# [AIM OF THE EXERCISE]
Restrict the output to the lines below starting at the one that contains "pub fn tail(&self, n: usize)" and ending at the one that contains "use chrono::TimeZone;", and restate them word for word, both ends included.

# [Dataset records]
--*--
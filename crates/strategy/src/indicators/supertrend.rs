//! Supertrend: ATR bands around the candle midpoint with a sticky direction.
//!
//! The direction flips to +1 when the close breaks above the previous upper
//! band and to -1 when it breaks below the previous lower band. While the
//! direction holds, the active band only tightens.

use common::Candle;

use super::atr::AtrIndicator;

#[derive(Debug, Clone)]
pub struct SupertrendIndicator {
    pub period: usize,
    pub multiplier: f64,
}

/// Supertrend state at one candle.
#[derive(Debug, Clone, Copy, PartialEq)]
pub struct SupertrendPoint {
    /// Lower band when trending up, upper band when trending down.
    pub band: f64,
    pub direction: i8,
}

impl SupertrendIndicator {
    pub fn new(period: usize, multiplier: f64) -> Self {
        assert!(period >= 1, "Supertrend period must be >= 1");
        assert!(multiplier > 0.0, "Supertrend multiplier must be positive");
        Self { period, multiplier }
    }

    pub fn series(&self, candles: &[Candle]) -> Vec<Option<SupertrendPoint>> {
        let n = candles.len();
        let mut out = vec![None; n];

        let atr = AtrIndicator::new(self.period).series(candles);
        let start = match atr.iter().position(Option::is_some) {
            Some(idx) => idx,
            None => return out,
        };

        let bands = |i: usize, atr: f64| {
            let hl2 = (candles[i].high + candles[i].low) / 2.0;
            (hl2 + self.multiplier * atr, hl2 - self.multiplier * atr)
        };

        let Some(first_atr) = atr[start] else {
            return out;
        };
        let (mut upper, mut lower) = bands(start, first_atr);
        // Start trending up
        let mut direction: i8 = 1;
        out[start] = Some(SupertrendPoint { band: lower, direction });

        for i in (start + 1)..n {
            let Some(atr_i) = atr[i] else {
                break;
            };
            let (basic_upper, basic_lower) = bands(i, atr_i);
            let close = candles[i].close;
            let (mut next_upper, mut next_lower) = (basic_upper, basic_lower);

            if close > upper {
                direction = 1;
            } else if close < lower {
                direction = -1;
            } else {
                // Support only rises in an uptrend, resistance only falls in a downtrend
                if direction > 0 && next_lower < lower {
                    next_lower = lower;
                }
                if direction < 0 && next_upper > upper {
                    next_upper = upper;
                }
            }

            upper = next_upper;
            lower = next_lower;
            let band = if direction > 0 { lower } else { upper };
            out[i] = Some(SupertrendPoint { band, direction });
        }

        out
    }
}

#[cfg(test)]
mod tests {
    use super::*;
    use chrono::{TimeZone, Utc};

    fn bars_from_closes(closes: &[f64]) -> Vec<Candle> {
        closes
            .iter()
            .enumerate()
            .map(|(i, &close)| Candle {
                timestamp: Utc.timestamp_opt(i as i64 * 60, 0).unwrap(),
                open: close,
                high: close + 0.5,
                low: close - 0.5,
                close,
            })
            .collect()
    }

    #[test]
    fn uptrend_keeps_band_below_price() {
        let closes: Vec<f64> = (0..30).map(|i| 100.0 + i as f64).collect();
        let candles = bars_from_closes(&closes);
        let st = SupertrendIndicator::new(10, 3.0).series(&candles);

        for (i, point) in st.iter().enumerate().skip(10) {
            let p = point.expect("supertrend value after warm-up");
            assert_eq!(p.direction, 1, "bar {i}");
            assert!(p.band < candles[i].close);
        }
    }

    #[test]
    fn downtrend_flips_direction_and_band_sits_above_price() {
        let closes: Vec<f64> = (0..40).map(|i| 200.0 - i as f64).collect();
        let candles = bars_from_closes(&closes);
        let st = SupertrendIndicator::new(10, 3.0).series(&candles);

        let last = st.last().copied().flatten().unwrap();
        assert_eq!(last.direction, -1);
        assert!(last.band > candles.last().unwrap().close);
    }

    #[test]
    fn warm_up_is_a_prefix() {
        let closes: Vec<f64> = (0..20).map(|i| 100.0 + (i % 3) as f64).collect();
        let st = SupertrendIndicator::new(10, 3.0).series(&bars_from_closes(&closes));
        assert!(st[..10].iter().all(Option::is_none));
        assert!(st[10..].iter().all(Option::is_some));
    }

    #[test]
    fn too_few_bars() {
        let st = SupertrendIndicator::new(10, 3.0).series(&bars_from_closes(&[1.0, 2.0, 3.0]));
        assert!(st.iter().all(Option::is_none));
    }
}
--*--
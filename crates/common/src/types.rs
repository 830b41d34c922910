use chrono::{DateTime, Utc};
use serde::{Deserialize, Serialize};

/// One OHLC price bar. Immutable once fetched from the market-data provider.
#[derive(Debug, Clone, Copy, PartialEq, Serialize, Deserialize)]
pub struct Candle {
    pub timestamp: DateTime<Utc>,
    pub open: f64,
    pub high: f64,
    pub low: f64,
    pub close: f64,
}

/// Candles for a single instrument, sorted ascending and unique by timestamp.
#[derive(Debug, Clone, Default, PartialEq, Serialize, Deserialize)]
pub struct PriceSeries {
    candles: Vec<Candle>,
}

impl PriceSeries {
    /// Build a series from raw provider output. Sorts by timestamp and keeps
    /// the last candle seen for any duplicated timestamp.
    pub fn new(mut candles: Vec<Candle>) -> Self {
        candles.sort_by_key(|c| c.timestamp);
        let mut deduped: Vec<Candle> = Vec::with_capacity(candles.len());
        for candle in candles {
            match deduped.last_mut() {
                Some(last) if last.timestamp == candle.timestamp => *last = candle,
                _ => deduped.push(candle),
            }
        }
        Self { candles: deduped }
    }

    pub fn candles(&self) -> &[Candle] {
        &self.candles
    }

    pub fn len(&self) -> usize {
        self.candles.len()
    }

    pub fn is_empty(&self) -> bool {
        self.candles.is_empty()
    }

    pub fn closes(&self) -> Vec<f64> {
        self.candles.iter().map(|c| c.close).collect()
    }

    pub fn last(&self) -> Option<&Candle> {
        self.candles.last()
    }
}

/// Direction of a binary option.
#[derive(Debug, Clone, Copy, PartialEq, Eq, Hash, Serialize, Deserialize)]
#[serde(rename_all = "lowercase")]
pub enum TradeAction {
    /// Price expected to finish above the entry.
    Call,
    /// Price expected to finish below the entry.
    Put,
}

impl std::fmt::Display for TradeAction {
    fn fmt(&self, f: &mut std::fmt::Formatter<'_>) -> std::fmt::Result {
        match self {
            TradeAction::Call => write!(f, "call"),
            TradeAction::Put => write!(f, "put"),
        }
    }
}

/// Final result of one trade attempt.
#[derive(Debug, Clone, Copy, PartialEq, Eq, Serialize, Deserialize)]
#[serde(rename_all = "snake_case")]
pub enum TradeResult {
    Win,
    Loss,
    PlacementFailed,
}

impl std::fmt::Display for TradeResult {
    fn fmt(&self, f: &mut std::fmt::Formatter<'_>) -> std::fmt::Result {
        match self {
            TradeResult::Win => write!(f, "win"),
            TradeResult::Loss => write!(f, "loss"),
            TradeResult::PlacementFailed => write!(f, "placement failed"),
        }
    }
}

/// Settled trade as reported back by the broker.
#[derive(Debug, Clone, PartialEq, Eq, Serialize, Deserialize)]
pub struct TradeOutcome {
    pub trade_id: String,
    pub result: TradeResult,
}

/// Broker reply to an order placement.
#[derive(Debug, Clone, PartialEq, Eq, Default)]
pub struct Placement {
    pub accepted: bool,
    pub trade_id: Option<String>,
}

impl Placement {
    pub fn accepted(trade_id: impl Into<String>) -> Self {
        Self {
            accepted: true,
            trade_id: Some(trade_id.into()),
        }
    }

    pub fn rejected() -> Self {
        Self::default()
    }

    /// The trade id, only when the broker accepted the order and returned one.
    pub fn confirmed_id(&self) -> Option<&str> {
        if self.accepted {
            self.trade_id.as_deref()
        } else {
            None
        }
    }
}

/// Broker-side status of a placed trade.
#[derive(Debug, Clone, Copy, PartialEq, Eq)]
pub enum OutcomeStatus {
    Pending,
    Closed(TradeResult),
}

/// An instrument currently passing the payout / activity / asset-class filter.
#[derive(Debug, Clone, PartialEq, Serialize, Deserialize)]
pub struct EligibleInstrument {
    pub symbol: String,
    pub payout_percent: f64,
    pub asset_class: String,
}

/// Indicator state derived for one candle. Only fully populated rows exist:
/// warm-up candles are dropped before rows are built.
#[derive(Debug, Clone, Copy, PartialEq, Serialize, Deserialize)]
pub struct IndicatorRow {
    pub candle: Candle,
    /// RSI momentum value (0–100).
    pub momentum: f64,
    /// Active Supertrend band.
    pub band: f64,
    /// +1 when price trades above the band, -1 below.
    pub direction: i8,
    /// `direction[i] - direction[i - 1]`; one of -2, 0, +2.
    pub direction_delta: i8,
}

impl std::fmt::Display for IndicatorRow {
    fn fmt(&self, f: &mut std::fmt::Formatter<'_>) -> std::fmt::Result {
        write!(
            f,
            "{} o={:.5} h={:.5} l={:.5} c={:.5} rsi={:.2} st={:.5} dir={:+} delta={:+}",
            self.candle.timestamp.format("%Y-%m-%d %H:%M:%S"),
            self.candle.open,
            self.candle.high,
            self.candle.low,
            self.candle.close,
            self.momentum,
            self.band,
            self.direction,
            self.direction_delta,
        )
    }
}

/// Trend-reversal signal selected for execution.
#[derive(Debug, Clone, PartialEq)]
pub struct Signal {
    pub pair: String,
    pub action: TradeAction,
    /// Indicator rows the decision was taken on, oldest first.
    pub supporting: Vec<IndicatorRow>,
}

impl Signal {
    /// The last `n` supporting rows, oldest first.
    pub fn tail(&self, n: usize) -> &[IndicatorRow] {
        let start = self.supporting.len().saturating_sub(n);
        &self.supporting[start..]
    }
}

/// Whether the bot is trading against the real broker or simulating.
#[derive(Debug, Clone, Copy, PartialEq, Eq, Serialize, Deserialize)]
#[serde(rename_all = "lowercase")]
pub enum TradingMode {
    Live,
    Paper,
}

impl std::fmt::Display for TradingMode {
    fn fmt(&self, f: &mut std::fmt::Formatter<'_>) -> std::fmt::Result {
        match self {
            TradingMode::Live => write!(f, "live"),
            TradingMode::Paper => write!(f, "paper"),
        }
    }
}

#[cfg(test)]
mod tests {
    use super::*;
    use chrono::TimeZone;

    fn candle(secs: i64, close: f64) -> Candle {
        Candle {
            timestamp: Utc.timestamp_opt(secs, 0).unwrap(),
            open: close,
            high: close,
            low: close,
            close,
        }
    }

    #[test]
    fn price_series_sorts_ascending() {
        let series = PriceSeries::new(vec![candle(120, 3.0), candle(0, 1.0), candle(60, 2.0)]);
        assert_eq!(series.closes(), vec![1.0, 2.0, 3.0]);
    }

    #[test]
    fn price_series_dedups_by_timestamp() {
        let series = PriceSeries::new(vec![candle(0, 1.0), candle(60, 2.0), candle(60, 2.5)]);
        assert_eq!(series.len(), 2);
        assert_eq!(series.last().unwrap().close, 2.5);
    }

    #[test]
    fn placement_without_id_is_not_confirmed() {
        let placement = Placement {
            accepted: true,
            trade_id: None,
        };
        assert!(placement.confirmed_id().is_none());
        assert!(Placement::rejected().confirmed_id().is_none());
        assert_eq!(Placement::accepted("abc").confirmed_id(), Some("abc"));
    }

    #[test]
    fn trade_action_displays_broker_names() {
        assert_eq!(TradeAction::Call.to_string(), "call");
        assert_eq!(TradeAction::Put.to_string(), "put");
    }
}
--*--
# [TASK SOLUTION]
    pub fn tail(&self, n: usize) -> &[IndicatorRow] {
        let start = self.supporting.len().saturating_sub(n);
        &self.supporting[start..]
    }
}

/// Whether the bot is trading against the real broker or simulating.
#[derive(Debug, Clone, Copy, PartialEq, Eq, Serialize, Deserialize)]
#[serde(rename_all = "lowercase")]
pub enum TradingMode {
    Live,
    Paper,
}

impl std::fmt::Display for TradingMode {
    fn fmt(&self, f: &mut std::fmt::Formatter<'_>) -> std::fmt::Result {
        match self {
            TradingMode::Live => write!(f, "live"),
            TradingMode::Paper => write!(f, "paper"),
        }
    }
}

#[cfg(test)]
mod tests {
    use super::*;
    use chrono::TimeZone;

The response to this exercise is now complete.